Os mexilhões também vivem nas costas de Portugal, e são uma das
especialidades da cidade de Aveiro. Ora esta especialidade já não é
recente, é, pelo contrário, bem antiga, como se prova pelo soneto que
publicamos aqui e data do meado do século XVII.
É autor deste soneto JOÃO SUCCARELLO CLARAMONTE, que
Filipe III de Portugal autorizou a fazer cirurgia por carta de 17 de
Junho de 1638. Nesta se indica que JOÃO SUCCARELLO era natural de Mesão
Frio, do bispado do Porto, e filho de António Sucarello Claramonte,
médico de grande fama.
/
46 /
JOÃO SUCCARELLO foi nomeado cirurgião-mor do exército do Alentejo por carta de 18 de Dezembro de 1650, na qual
lhe era atribuído o grau de licenciado. Neste mesmo ano
estava regendo uma cadeira na Universidade de Coimbra.
Sucedia que JOÃO SUCCARELLO aliava ao exercício da
medicina e cirurgia o cultivo da poesia, e com tal êxito que BARBOSA
MACHADO, na Biblioteca Lusitana, chamou-lhe «excelente poeta, principalmente no estilo joco-sério, em
que levou a palma a todos os mais célebres professores da
divina arte».
SOUSA VITERBO concorda em que SUCCARELLO tenha
bastante merecimento poético, mas não lhe reconhece o valor que lhe atribui
BARBOSA MACHADO.
As suas composições, com excepção de duas, ficaram todas inéditas por
serem, em regra, satíricas ou obscenas.
Na Biblioteca Municipal do Porto existe uma colecção de
poesias de JOÃO SUCCARELLO, entre as quais um soneto com uma referência
aos mexilhões de Aveiro, que transcrevemos
do Arq. Hist. Port., voI. VI, pág. 195. Na Biblioteca Geral
da Universidade de Coimbra existem igualmente muitas produções poéticas suas, manuscritas.
SONETO
Que mandou às Freyras de Monchique vindo
de Coimbra a hua sua festa
Guardadoras do gado deste outeiro,
Ó nunca foreis, não, tão guardadoras,
As q'ajuntando estais todas as horas,
Mals do q'enthesourou Pero
Pinheiro.
Parte-se à vossa festa hum cavalleiro,
Tingindo em sangue as rodas das esporas,
Cuida q'ha de comer: não faz demoras,
Nem sequer prova dos mexilhões de Aveiro.

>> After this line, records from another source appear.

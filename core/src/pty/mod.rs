//! Interactive shell on a pseudo-terminal, used by pass-through sessions.
//!
//! The master side is exposed as a pair of channels: an input sender drained
//! by a single writer task, and an output receiver fed by a blocking reader
//! thread. Output is delivered in order and never dropped.

use std::fmt;
use std::io::ErrorKind;
use std::io::Read;
use std::io::Write;
use std::sync::Arc;
use std::sync::Mutex as StdMutex;
use std::sync::atomic::AtomicBool;
use std::sync::atomic::Ordering;
use std::time::Duration;

use portable_pty::ChildKiller;
use portable_pty::CommandBuilder;
use portable_pty::MasterPty;
use portable_pty::PtySize;
use portable_pty::native_pty_system;
use tokio::sync::mpsc;
use tokio::task::JoinHandle;
use tracing::debug;
use tracing::trace;

use crate::config::PtyConfig;

mod errors;

pub use errors::PtyError;

const READ_CHUNK_SIZE: usize = 8192;
const INPUT_QUEUE_DEPTH: usize = 128;
const OUTPUT_QUEUE_DEPTH: usize = 256;

pub struct PtySession {
    shell: String,
    process_id: Option<u32>,
    writer_tx: mpsc::Sender<Vec<u8>>,
    output_rx: Option<mpsc::Receiver<Vec<u8>>>,
    killer: Option<Box<dyn ChildKiller + Send + Sync>>,
    master: Option<Box<dyn MasterPty + Send>>,
    writer_handle: JoinHandle<()>,
    exited: Arc<AtomicBool>,
    closed: bool,
}

impl fmt::Debug for PtySession {
    fn fmt(&self, f: &mut fmt::Formatter<'_>) -> fmt::Result {
        f.debug_struct("PtySession")
            .field("shell", &self.shell)
            .field("process_id", &self.process_id)
            .field("exited", &self.has_exited())
            .field("closed", &self.closed)
            .finish()
    }
}

impl PtySession {
    /// Allocates a terminal pair and starts the configured shell on the
    /// slave side. Must be called from within a Tokio runtime.
    pub fn open(config: &PtyConfig) -> Result<Self, PtyError> {
        let pty_system = native_pty_system();
        let pair = pty_system
            .openpty(PtySize {
                rows: config.rows,
                cols: config.cols,
                pixel_width: 0,
                pixel_height: 0,
            })
            .map_err(PtyError::open)?;

        // Nothing fallible may follow the spawn below.
        let mut reader = pair
            .master
            .try_clone_reader()
            .map_err(PtyError::open)?;
        let writer = pair.master.take_writer().map_err(PtyError::open)?;

        let shell = config.resolved_shell();
        let mut command_builder = CommandBuilder::new(&shell);
        command_builder.args(&config.args);
        command_builder.env("TERM", &config.term);
        if let Some(home) = dirs::home_dir() {
            command_builder.cwd(home);
        }

        let mut child = pair
            .slave
            .spawn_command(command_builder)
            .map_err(|err| PtyError::spawn_shell(&shell, err))?;
        // Keeping the slave open here would stop the master from ever
        // reporting end-of-file once the shell exits.
        drop(pair.slave);

        let process_id = child.process_id();
        let killer = child.clone_killer();

        let (output_tx, output_rx) = mpsc::channel::<Vec<u8>>(OUTPUT_QUEUE_DEPTH);
        tokio::task::spawn_blocking(move || {
            let mut buf = [0u8; READ_CHUNK_SIZE];
            loop {
                match reader.read(&mut buf) {
                    Ok(0) => break,
                    Ok(n) => {
                        if output_tx.blocking_send(buf[..n].to_vec()).is_err() {
                            break;
                        }
                    }
                    Err(ref e) if e.kind() == ErrorKind::Interrupted => continue,
                    Err(ref e) if e.kind() == ErrorKind::WouldBlock => {
                        std::thread::sleep(Duration::from_millis(5));
                        continue;
                    }
                    // Linux reports EIO once the last slave descriptor closes.
                    Err(_) => break,
                }
            }
        });

        let writer = Arc::new(StdMutex::new(writer));
        let (writer_tx, mut writer_rx) = mpsc::channel::<Vec<u8>>(INPUT_QUEUE_DEPTH);
        let writer_handle = tokio::spawn(async move {
            while let Some(bytes) = writer_rx.recv().await {
                let writer = Arc::clone(&writer);
                let result = tokio::task::spawn_blocking(move || -> std::io::Result<()> {
                    let mut guard = writer
                        .lock()
                        .map_err(|_| std::io::Error::other("pty writer poisoned"))?;
                    guard.write_all(&bytes)?;
                    guard.flush()
                })
                .await;
                match result {
                    Ok(Ok(())) => {}
                    Ok(Err(err)) => {
                        debug!(error = %err, "writing to pty master failed");
                        break;
                    }
                    Err(err) => {
                        debug!(error = %err, "pty writer task failed");
                        break;
                    }
                }
            }
        });

        let exited = Arc::new(AtomicBool::new(false));
        let wait_exited = Arc::clone(&exited);
        tokio::task::spawn_blocking(move || {
            let _ = child.wait();
            wait_exited.store(true, Ordering::SeqCst);
        });

        debug!(shell = %shell, ?process_id, "pty session opened");

        Ok(Self {
            shell,
            process_id,
            writer_tx,
            output_rx: Some(output_rx),
            killer: Some(killer),
            master: Some(pair.master),
            writer_handle,
            exited,
            closed: false,
        })
    }

    /// Bytes sent here are written to the master in order by one writer.
    pub fn input_sender(&self) -> mpsc::Sender<Vec<u8>> {
        self.writer_tx.clone()
    }

    /// Output of the shell. Can be taken once; the receiver closes when the
    /// shell (and everything else holding the terminal) has exited.
    pub fn take_output(&mut self) -> Option<mpsc::Receiver<Vec<u8>>> {
        self.output_rx.take()
    }

    pub fn process_id(&self) -> Option<u32> {
        self.process_id
    }

    pub fn has_exited(&self) -> bool {
        self.exited.load(Ordering::SeqCst)
    }

    /// Kills the shell if it is still running and releases both terminal
    /// descriptors. Safe to call repeatedly and after the shell exited;
    /// failures are ignored.
    pub fn close(&mut self) {
        if self.closed {
            return;
        }
        self.closed = true;

        if let Some(mut killer) = self.killer.take()
            && !self.has_exited()
            && let Err(err) = killer.kill()
        {
            trace!(error = %err, "killing pty shell failed");
        }
        self.writer_handle.abort();
        self.output_rx.take();
        drop(self.master.take());
        debug!(shell = %self.shell, process_id = ?self.process_id, "pty session closed");
    }
}

impl Drop for PtySession {
    fn drop(&mut self) {
        self.close();
    }
}
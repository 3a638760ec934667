use thiserror::Error;

#[derive(Debug, Error)]
pub enum PtyError {
    #[error("failed to open pseudo-terminal: {pty_error}")]
    Open {
        #[source]
        pty_error: anyhow::Error,
    },
    #[error("failed to spawn shell {shell}: {pty_error}")]
    SpawnShell {
        shell: String,
        #[source]
        pty_error: anyhow::Error,
    },
}

impl PtyError {
    pub(crate) fn open(error: anyhow::Error) -> Self {
        Self::Open { pty_error: error }
    }

    pub(crate) fn spawn_shell(shell: &str, error: anyhow::Error) -> Self {
        Self::SpawnShell {
            shell: shell.to_string(),
            pty_error: error,
        }
    }
}
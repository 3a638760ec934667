use std::io;
use std::path::Path;
use std::path::PathBuf;

use async_trait::async_trait;
use tokio::net::UnixListener;
use tracing::trace;

use super::Accepted;
use super::Listener;

/// Unix-domain stream listener. Removes a stale socket file before binding
/// and its own socket file on drop.
#[derive(Debug)]
pub struct UnixTransport {
    listener: UnixListener,
    path: PathBuf,
}

impl UnixTransport {
    pub fn bind(path: impl AsRef<Path>) -> io::Result<Self> {
        let path = path.as_ref().to_path_buf();
        match std::fs::remove_file(&path) {
            Ok(()) => trace!(path = %path.display(), "removed stale socket"),
            Err(err) if err.kind() == io::ErrorKind::NotFound => {}
            Err(err) => return Err(err),
        }
        let listener = UnixListener::bind(&path)?;
        Ok(Self { listener, path })
    }

    pub fn path(&self) -> &Path {
        &self.path
    }
}

#[async_trait]
impl Listener for UnixTransport {
    async fn accept(&mut self) -> io::Result<Accepted> {
        let (stream, addr) = self.listener.accept().await?;
        let peer = addr
            .as_pathname()
            .map(|p| p.display().to_string())
            .unwrap_or_else(|| format!("unix:{}", self.path.display()));
        Ok(Accepted::new(stream, peer))
    }

    fn description(&self) -> String {
        format!("unix {}", self.path.display())
    }
}

impl Drop for UnixTransport {
    fn drop(&mut self) {
        let _ = std::fs::remove_file(&self.path);
    }
}
//! Command executor used by command-response sessions.
//!
//! Each line a remote peer sends is handed to the configured interpreter
//! (`/bin/sh -c` by default) and runs with exactly the privileges of the
//! hosting process. There is no allow-list and no sandbox: anyone who can
//! open the transport has a shell as this user.

use std::io;
use std::process::ExitStatus;
use std::time::Duration;
use std::time::Instant;

use async_channel::Sender;
use tokio::io::AsyncRead;
use tokio::io::AsyncReadExt;
use tokio::task::JoinHandle;
use tracing::debug;
use tracing::warn;

use crate::config::CommandConfig;
use crate::spawn::kill_process_tree;
use crate::spawn::spawn_interpreter;

pub const NO_OUTPUT_PLACEHOLDER: &str = "Command executed (no output)\n";

// I/O buffer sizing
const READ_CHUNK_SIZE: usize = 8192; // bytes per read
const AGGREGATE_BUFFER_INITIAL_CAPACITY: usize = 8 * 1024; // 8 KiB

/// How long the output pipes may stay open after the interpreter exited or
/// was killed before we stop waiting for them.
const DRAIN_GRACE: Duration = Duration::from_millis(500);

#[derive(Debug, Clone, Copy, PartialEq, Eq)]
pub enum CommandStatus {
    Success,
    Timeout,
    ExecutionError,
}

impl CommandStatus {
    pub fn label(self) -> &'static str {
        match self {
            CommandStatus::Success => "success",
            CommandStatus::Timeout => "timeout",
            CommandStatus::ExecutionError => "execution_error",
        }
    }
}

/// Result of one command invocation. `output` is always what gets sent back
/// to the peer: captured bytes, the no-output placeholder, or an error line.
#[derive(Debug, Clone)]
pub struct CommandOutcome {
    pub status: CommandStatus,
    pub output: Vec<u8>,
    /// `None` unless the interpreter ran to completion and exited normally.
    pub exit_code: Option<i32>,
    pub duration: Duration,
}

#[derive(Debug, Clone)]
pub struct CommandExecutor {
    interpreter: Vec<String>,
}

impl CommandExecutor {
    pub fn new(interpreter: Vec<String>) -> Self {
        Self { interpreter }
    }

    pub fn from_config(config: &CommandConfig) -> Self {
        Self::new(config.interpreter.clone())
    }

    /// Runs `command_line` to completion or until `timeout` expires.
    ///
    /// Never fails: timeouts and spawn failures are reported through
    /// [`CommandOutcome::status`] with a descriptive `output`.
    pub async fn execute(&self, command_line: &str, timeout: Duration) -> CommandOutcome {
        let start = Instant::now();
        let result = self.run(command_line, timeout).await;
        let duration = start.elapsed();

        match result {
            Ok(raw) if raw.timed_out => CommandOutcome {
                status: CommandStatus::Timeout,
                output: format!(
                    "Error: command timed out after {}s\n",
                    format_secs(timeout)
                )
                .into_bytes(),
                exit_code: None,
                duration,
            },
            Ok(raw) => {
                let output = if raw.aggregated_output.is_empty() {
                    NO_OUTPUT_PLACEHOLDER.as_bytes().to_vec()
                } else {
                    raw.aggregated_output
                };
                CommandOutcome {
                    status: CommandStatus::Success,
                    output,
                    exit_code: raw.exit_status.and_then(|status| status.code()),
                    duration,
                }
            }
            Err(err) => {
                warn!(error = %err, "command execution failed");
                CommandOutcome {
                    status: CommandStatus::ExecutionError,
                    output: format!("Error: {err}\n").into_bytes(),
                    exit_code: None,
                    duration,
                }
            }
        }
    }

    async fn run(&self, command_line: &str, timeout: Duration) -> io::Result<RawCommandOutput> {
        let (program, args) = self.interpreter.split_first().ok_or_else(|| {
            io::Error::new(io::ErrorKind::InvalidInput, "command interpreter is empty")
        })?;
        let deadline = Instant::now() + timeout;
        let mut child = spawn_interpreter(program, args, command_line)?;

        // Both pipes were configured with `Stdio::piped()`, so `take()` only
        // returns `None` if something is badly wrong.
        let stdout_reader = child.stdout.take().ok_or_else(|| {
            io::Error::other("stdout pipe was unexpectedly not available")
        })?;
        let stderr_reader = child.stderr.take().ok_or_else(|| {
            io::Error::other("stderr pipe was unexpectedly not available")
        })?;

        let (agg_tx, agg_rx) = async_channel::unbounded::<Vec<u8>>();
        let stdout_handle = tokio::spawn(read_into(stdout_reader, agg_tx.clone()));
        let stderr_handle = tokio::spawn(read_into(stderr_reader, agg_tx));

        let (exit_status, timed_out) = match tokio::time::timeout(timeout, child.wait()).await {
            Ok(status) => (Some(status?), false),
            Err(_) => {
                kill_process_tree(&mut child).await;
                (None, true)
            }
        };

        // A background job started by the command can hold the pipes open
        // long after the interpreter exited. Collect until the deadline, but
        // always allow at least the grace period after the exit.
        let drain_until = deadline.max(Instant::now() + DRAIN_GRACE);
        drain_readers([stdout_handle, stderr_handle], drain_until).await;

        let mut aggregated_output = Vec::with_capacity(AGGREGATE_BUFFER_INITIAL_CAPACITY);
        while let Ok(chunk) = agg_rx.try_recv() {
            aggregated_output.extend_from_slice(&chunk);
        }

        Ok(RawCommandOutput {
            exit_status,
            aggregated_output,
            timed_out,
        })
    }
}

#[derive(Debug)]
struct RawCommandOutput {
    exit_status: Option<ExitStatus>,
    aggregated_output: Vec<u8>,
    timed_out: bool,
}

async fn drain_readers(handles: [JoinHandle<io::Result<()>>; 2], until: Instant) {
    for handle in handles {
        let abort = handle.abort_handle();
        let remaining = until.saturating_duration_since(Instant::now());
        match tokio::time::timeout(remaining, handle).await {
            Ok(Ok(Ok(()))) => {}
            Ok(Ok(Err(err))) => debug!(error = %err, "reading command output failed"),
            Ok(Err(err)) => debug!(error = %err, "command output reader task failed"),
            Err(_) => {
                debug!("command output pipe still open; abandoning remaining output");
                abort.abort();
            }
        }
    }
}

/// Copies everything from `reader` into the shared aggregate channel so the
/// two streams interleave in arrival order.
async fn read_into<R: AsyncRead + Unpin + Send + 'static>(
    mut reader: R,
    aggregate_tx: Sender<Vec<u8>>,
) -> io::Result<()> {
    let mut tmp = [0u8; READ_CHUNK_SIZE];
    loop {
        let n = reader.read(&mut tmp).await?;
        if n == 0 {
            break;
        }
        let _ = aggregate_tx.send(tmp[..n].to_vec()).await;
    }
    Ok(())
}

fn format_secs(duration: Duration) -> String {
    let secs = duration.as_secs_f64();
    if duration.subsec_millis() == 0 {
        format!("{}", duration.as_secs())
    } else {
        format!("{secs:.1}")
    }
}
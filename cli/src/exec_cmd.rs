use std::io::Write;
use std::process::ExitCode;

use anyhow::Context;
use anyhow::Result;
use rfsh_core::BridgeConfig;
use rfsh_core::CommandExecutor;
use rfsh_core::CommandStatus;

/// Runs `command` through the command-response executor and writes exactly
/// the bytes a remote client would receive, minus the prompt.
pub async fn run(config: &BridgeConfig, command: &[String]) -> Result<ExitCode> {
    let command_line = command.join(" ");
    let outcome = CommandExecutor::from_config(&config.command)
        .execute(&command_line, config.command.timeout())
        .await;

    let mut stdout = std::io::stdout().lock();
    stdout
        .write_all(&outcome.output)
        .and_then(|()| stdout.flush())
        .context("failed to write command output")?;

    Ok(match outcome.status {
        CommandStatus::Success => match outcome.exit_code {
            Some(0) => ExitCode::SUCCESS,
            Some(code) => ExitCode::from(u8::try_from(code).unwrap_or(1)),
            None => ExitCode::FAILURE,
        },
        CommandStatus::Timeout | CommandStatus::ExecutionError => ExitCode::FAILURE,
    })
}
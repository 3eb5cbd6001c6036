// Copyright 2026, Jeroen van Erp <jeroen@geeko.me>
// SPDX-License-Identifier: Apache-2.0

//! Kubernetes utilities for CRD discovery.

pub mod crd;

pub use crd::{forwarder_crd_exists, wait_for_forwarder_crd};
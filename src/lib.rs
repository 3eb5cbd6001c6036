// Copyright 2026, Jeroen van Erp <jeroen@geeko.me>
// SPDX-License-Identifier: Apache-2.0
pub mod config;
pub mod constants;
pub mod error;
pub mod forwarder;
pub mod kubernetes;
pub mod types;

#[cfg(test)]
pub mod test_utils;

Fazeis Sarapatel, juntais panellas,
Ha festifolgas, todo o frade come,
Elle fica em gejum vendo as estrellas.
Já vos conhecem, já vos sabem o nome
Sois igualmente míseras e belas
Pois, q'matais de Amor e mais de fome.
/
47 /
Por aqui se vê que JOÃO SUCCARELLO perdeu o tempo
quando se deslocou de Coimbra para o Porto, pois não se
banqueteou com o sarrabulho da festa do convento de Monchique(1), e para cúmulo de infelicidade, nem sequer passou
por Aveiro para provar os mexilhões, tal era a pressa com
que vinha para chegar à festa das freiras.